If you have anything in the glue joint besides glue you weaken the joint. This includes stain, sealer or finish. Glue up your box and then mask it off to apply the sealer before flocking.


----------



## jerrymayfield (Sep 25, 2004)

Most glues will not adhere properly to sealed surfaces.

Regards

Jerry


----------



## bobj3 (Jan 17, 2006)

Hi nzgeordie

This is what I do and it works for me. 

When I make boxes/cabinets,cabinet doors,etc. I always seal the box with the stain b/4 I glue it up and sometimes I will use a bit of spray shellac on top on that, it helps keep the nasty glue marks off the projects,and the finger prints that show up right in front.  I don't put it in the joints but because I use the spray type it gets into the joints I'm sure but the glues do hold it well and it's quick because the shellac drying in about 30mins.or so and because many of the joints are in part end grain showing, the wood is open so to speak and the shellac will seal that up as well.

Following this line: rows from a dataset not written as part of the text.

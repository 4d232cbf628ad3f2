//! Shape Album CLI
//!
//! Commands: render, history, checkpoints
//! Runs a command script, then outputs HTML or JSON
//! Returns non-zero on IO/config failure (1) or script failure (2)

use clap::{Parser, Subcommand};
use std::fs;
use std::path::{Path, PathBuf};
use std::process::ExitCode;
use tracing_subscriber::EnvFilter;

use shapealbum_core::{script, Album, HtmlRenderer, RenderConfig};

#[derive(Parser)]
#[command(name = "shapealbum-cli", version)]
#[command(about = "Shape Album CLI - replayable shape scenes and checkpoints")]
struct Cli {
    #[command(subcommand)]
    command: Commands,

    /// Log mutations and replays to stderr
    #[arg(short, long, global = true)]
    verbose: bool,
}

#[derive(Subcommand)]
enum Commands {
    /// Render every checkpoint to an HTML document
    Render {
        /// Command script
        #[arg(short, long)]
        input: PathBuf,

        /// Output HTML file
        #[arg(short, long, default_value = "photo_album.html")]
        output: PathBuf,

        /// JSON render config
        #[arg(short, long)]
        config: Option<PathBuf>,

        /// Canvas width override (px)
        #[arg(long)]
        width: Option<u32>,

        /// Canvas height override (px)
        #[arg(long)]
        height: Option<u32>,
    },

    /// Print the replayed edit history as JSON
    History {
        /// Command script
        #[arg(short, long)]
        input: PathBuf,
    },

    /// Print all checkpoints as JSON
    Checkpoints {
        /// Command script
        #[arg(short, long)]
        input: PathBuf,
    },
}

fn init_tracing(verbose: bool) {
    let default = if verbose { "debug" } else { "warn" };
    let filter = EnvFilter::try_from_default_env().unwrap_or_else(|_| EnvFilter::new(default));
    tracing_subscriber::fmt()
        .with_env_filter(filter)
        .with_writer(std::io::stderr)
        .init();
}

fn fail(error: impl std::fmt::Display, code: u8) -> ExitCode {
    let output = serde_json::json!({
        "success": false,
        "error": error.to_string(),
    });
    println!("{}", output);
    ExitCode::from(code)
}

fn load_album(input: &Path) -> Result<Album, ExitCode> {
    let source = fs::read_to_string(input)
        .map_err(|e| fail(format!("Failed to read {}: {}", input.display(), e), 1))?;
    let mut album = Album::new();
    script::run(&source, &mut album).map_err(|e| fail(e, 2))?;
    Ok(album)
}

fn print_json(value: &impl serde::Serialize) -> ExitCode {
    match serde_json::to_string_pretty(value) {
        Ok(text) => {
            println!("{}", text);
            ExitCode::SUCCESS
        }
        Err(e) => fail(e, 1),
    }
}

fn main() -> ExitCode {
    let cli = Cli::parse();
    init_tracing(cli.verbose);

    match cli.command {
        Commands::Render { input, output, config, width, height } => {
            let mut render_config = match config {
                Some(path) => match RenderConfig::load(&path) {
                    Ok(c) => c,
                    Err(e) => return fail(e, 1),
                },
                None => RenderConfig::default(),
            };
            if let Some(w) = width {
                render_config.width = w;
            }
            if let Some(h) = height {
                render_config.height = h;
            }
            if let Err(e) = render_config.validate() {
                return fail(e, 1);
            }

            let album = match load_album(&input) {
                Ok(a) => a,
                Err(code) => return code,
            };
            let checkpoints = album.list_checkpoints();
            let html = HtmlRenderer::new(render_config).document(&checkpoints);
            if let Err(e) = fs::write(&output, html) {
                return fail(format!("Failed to write {}: {}", output.display(), e), 1);
            }

            print_json(&serde_json::json!({
                "success": true,
                "output": output.display().to_string(),
                "checkpoints": checkpoints.len(),
            }))
        }

        Commands::History { input } => {
            let album = match load_album(&input) {
                Ok(a) => a,
                Err(code) => return code,
            };
            match album.whole_history() {
                Ok(history) => print_json(&serde_json::json!({
                    "success": true,
                    "history": history,
                })),
                Err(e) => fail(e, 2),
            }
        }

        Commands::Checkpoints { input } => {
            let album = match load_album(&input) {
                Ok(a) => a,
                Err(code) => return code,
            };
            print_json(&serde_json::json!({
                "success": true,
                "ids": album.checkpoint_ids(),
                "checkpoints": album.list_checkpoints(),
            }))
        }
    }
}
//! Column and table metadata types.
//!
//! [`ColumnMetadata`] is one row of the catalog read; [`TableAggregate`] is
//! the per-table view built by the assembler and consumed by validation and
//! DDL synthesis.

use serde::{Deserialize, Serialize};

/// Max length value the catalog uses for `(max)` columns.
pub const UNBOUNDED_LENGTH: i32 = -1;

/// Legacy large-object types that cannot be compared with `=` in triggers.
pub const LOB_TYPES: &[&str] = &["ntext", "text", "image"];

/// Types accepted for the identity column of a table with LOB columns.
pub const INTEGER_TYPES: &[&str] = &["smallint", "int", "bigint"];

/// Column metadata as returned by the catalog, one per physical column.
#[derive(Debug, Clone, PartialEq, Eq, Serialize, Deserialize)]
pub struct ColumnMetadata {
    /// Schema name.
    pub schema_name: String,

    /// Table name.
    pub table_name: String,

    /// Column name.
    pub column_name: String,

    /// Raw type name (e.g., "int", "nvarchar", "image").
    pub type_name: String,

    /// Maximum length in characters for string types, bytes for binary
    /// types, [`UNBOUNDED_LENGTH`] for `(max)`.
    pub max_length: i32,

    /// Numeric precision.
    pub precision: i32,

    /// Numeric scale.
    pub scale: i32,

    /// Whether the column allows NULL.
    pub is_nullable: bool,

    /// Whether the column is an identity column.
    pub is_identity: bool,
}

impl ColumnMetadata {
    /// Lower-cased raw type name.
    pub fn type_key(&self) -> String {
        self.type_name.to_lowercase()
    }

    /// True for `ntext`, `text` and `image` columns.
    pub fn is_lob(&self) -> bool {
        is_lob_type(&self.type_name)
    }

    /// True for `smallint`, `int` and `bigint` columns.
    pub fn is_integer(&self) -> bool {
        INTEGER_TYPES.contains(&self.type_key().as_str())
    }
}

/// Check whether a raw type name is one of the LOB types.
pub fn is_lob_type(type_name: &str) -> bool {
    LOB_TYPES.contains(&type_name.to_lowercase().as_str())
}

/// All columns of one table, in audit column order.
///
/// Built once by [`crate::assemble`]; the fields are private so the derived
/// LOB flag can never drift from the column list.
#[derive(Debug, Clone, PartialEq, Eq, Serialize)]
pub struct TableAggregate {
    schema: String,
    name: String,
    columns: Vec<ColumnMetadata>,
    has_lob_columns: bool,
}

impl TableAggregate {
    /// Build an aggregate. Columns are kept in the given order.
    pub fn new(
        schema: impl Into<String>,
        name: impl Into<String>,
        columns: Vec<ColumnMetadata>,
    ) -> Self {
        let has_lob_columns = columns.iter().any(ColumnMetadata::is_lob);
        Self {
            schema: schema.into(),
            name: name.into(),
            columns,
            has_lob_columns,
        }
    }

    /// Schema name.
    pub fn schema(&self) -> &str {
        &self.schema
    }

    /// Table name.
    pub fn name(&self) -> &str {
        &self.name
    }

    /// Columns in audit order.
    pub fn columns(&self) -> &[ColumnMetadata] {
        &self.columns
    }

    /// Whether any column is a LOB column.
    pub fn has_lob_columns(&self) -> bool {
        self.has_lob_columns
    }

    /// Get the fully qualified table name.
    pub fn full_name(&self) -> String {
        format!("{}.{}", self.schema, self.name)
    }

    /// Identity columns, in column order.
    pub fn identity_columns(&self) -> Vec<&ColumnMetadata> {
        self.columns.iter().filter(|c| c.is_identity).collect()
    }

    /// The identity column, when there is exactly one.
    pub fn single_identity(&self) -> Option<&ColumnMetadata> {
        match self.identity_columns().as_slice() {
            [only] => Some(*only),
            _ => None,
        }
    }

    /// Identity column name a table with LOB columns must use: `{Table}Id`.
    pub fn expected_identity_name(&self) -> String {
        format!("{}Id", self.name)
    }
}


#[cfg(test)]
mod tests {
    use super::test_support::*;
    use super::*;

    #[test]
    fn test_is_lob_case_insensitive() {
        assert!(column("Doc", "Body", "ntext").is_lob());
        assert!(column("Doc", "Body", "TEXT").is_lob());
        assert!(column("Doc", "Body", "Image").is_lob());
        assert!(!column("Doc", "Body", "varbinary").is_lob());
        assert!(!column("Doc", "Body", "nvarchar").is_lob());
    }

    #[test]
    fn test_has_lob_columns_derived() {
        let plain = TableAggregate::new(
            "dbo",
            "Driver",
            vec![identity("Driver", "DriverId", "int"), column("Driver", "Name", "nvarchar")],
        );
        assert!(!plain.has_lob_columns());

        let lob = TableAggregate::new(
            "dbo",
            "Doc",
            vec![identity("Doc", "DocId", "bigint"), column("Doc", "Body", "image")],
        );
        assert!(lob.has_lob_columns());
    }

    #[test]
    fn test_single_identity() {
        let none = TableAggregate::new("dbo", "T", vec![column("T", "A", "int")]);
        assert!(none.single_identity().is_none());

        let two = TableAggregate::new(
            "dbo",
            "T",
            vec![identity("T", "A", "int"), identity("T", "B", "int")],
        );
        assert!(two.single_identity().is_none());
        assert_eq!(two.identity_columns().len(), 2);

        let one = TableAggregate::new("dbo", "T", vec![identity("T", "TId", "int")]);
        assert_eq!(one.single_identity().unwrap().column_name, "TId");
        assert_eq!(one.expected_identity_name(), "TId");
        assert_eq!(one.full_name(), "dbo.T");
    }

    #[test]
    fn test_is_integer() {
        assert!(column("T", "A", "smallint").is_integer());
        assert!(column("T", "A", "INT").is_integer());
        assert!(column("T", "A", "bigint").is_integer());
        assert!(!column("T", "A", "tinyint").is_integer());
        assert!(!column("T", "A", "decimal").is_integer());
    }

    #[test]
    fn test_column_metadata_json_shape() {
        let col = sized(nullable(column("Driver", "Name", "nvarchar")), 50);
        let json = serde_json::to_string(&col).unwrap();
        assert!(json.contains("\"column_name\":\"Name\""));
        assert!(json.contains("\"max_length\":50"));
        let back: ColumnMetadata = serde_json::from_str(&json).unwrap();
        assert_eq!(back, col);
    }
}
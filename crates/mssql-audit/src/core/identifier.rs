//! Identifier validation and SQL Server quoting.
//!
//! Identifiers (schema, table, column, trigger and constraint names) end up
//! spliced into DDL text, so every one of them goes through [`quote_ident`]
//! and every object name embedded in a string literal goes through
//! [`quote_literal`]. Names coming from configuration are checked with
//! [`validate_identifier`] before a run starts.

use crate::error::{AuditError, Result};

/// Maximum identifier length for SQL Server (`sysname` is 128 characters).
const MAX_IDENTIFIER_LENGTH: usize = 128;

/// Validate an identifier for security issues.
///
/// Rejects:
/// - Empty identifiers
/// - Identifiers containing null bytes (injection vector)
/// - Identifiers exceeding maximum length
///
/// # Errors
///
/// Returns `AuditError::Config` for invalid identifiers with a descriptive message.
pub fn validate_identifier(name: &str) -> Result<()> {
    if name.is_empty() {
        return Err(AuditError::Config("Identifier cannot be empty".to_string()));
    }

    if name.contains('\0') {
        return Err(AuditError::Config(format!(
            "SECURITY: Identifier contains null byte (possible injection attempt): {:?}",
            name
        )));
    }

    if name.chars().count() > MAX_IDENTIFIER_LENGTH {
        return Err(AuditError::Config(format!(
            "SECURITY: Identifier exceeds maximum length of {} characters (got {}): {:?}",
            MAX_IDENTIFIER_LENGTH,
            name.chars().count(),
            name
        )));
    }

    Ok(())
}

/// Quote a SQL Server identifier using brackets.
///
/// Closing brackets inside the name are doubled.
///
/// ```
/// use mssql_audit::core::identifier::quote_ident;
/// assert_eq!(quote_ident("Driver"), "[Driver]");
/// assert_eq!(quote_ident("odd]name"), "[odd]]name]");
/// ```
pub fn quote_ident(name: &str) -> String {
    format!("[{}]", name.replace(']', "]]"))
}

/// Wrap text in a single-quoted string literal, doubling embedded quotes.
pub fn quote_literal(text: &str) -> String {
    format!("'{}'", text.replace('\'', "''"))
}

Here's a little tip, I use when gluing up joints I keep a spray bottle of water and vinegar (50 / 50 mix) and when the glue comes out of the joint I spray on the mix and wipe it off with a clean coth, this will remove the glue from the project and keep the glue from staining the project.

http://en.wikipedia.org/wiki/Vinegars
http://en.wikipedia.org/wiki/Vinegars#White

Like you I got some flocking and tried a box or two and did it both ways without seal and with the seal, the paint that comes with the flock will soak in quick without using a base sealer and give the flocking a off color look in spots.
Just one more tip,,,When you tape it up go back and check all the tape edges over and over, plus Don't remove the tape for 12 hours  the paint will bleed over and it's real hard to remove it from the edges. 

Good Luck with your flocking it's FUN.

Bj 



nzgeordie said:


> Can anyone advise if it's OK to seal surfaces that are to be glued (using sanding sealer)? I'm busy with a box which will have keyed mitred corners and wonder if it's a good idea to seal the mitred surfaces before gluing. The inner trays of the box are to be flocked and the flocking manufacturer suggests sealing the surfaces so that the flocking adhesive doesn't soak in. Does the same apply to any glued joint surface or would that weaken the joint?


----------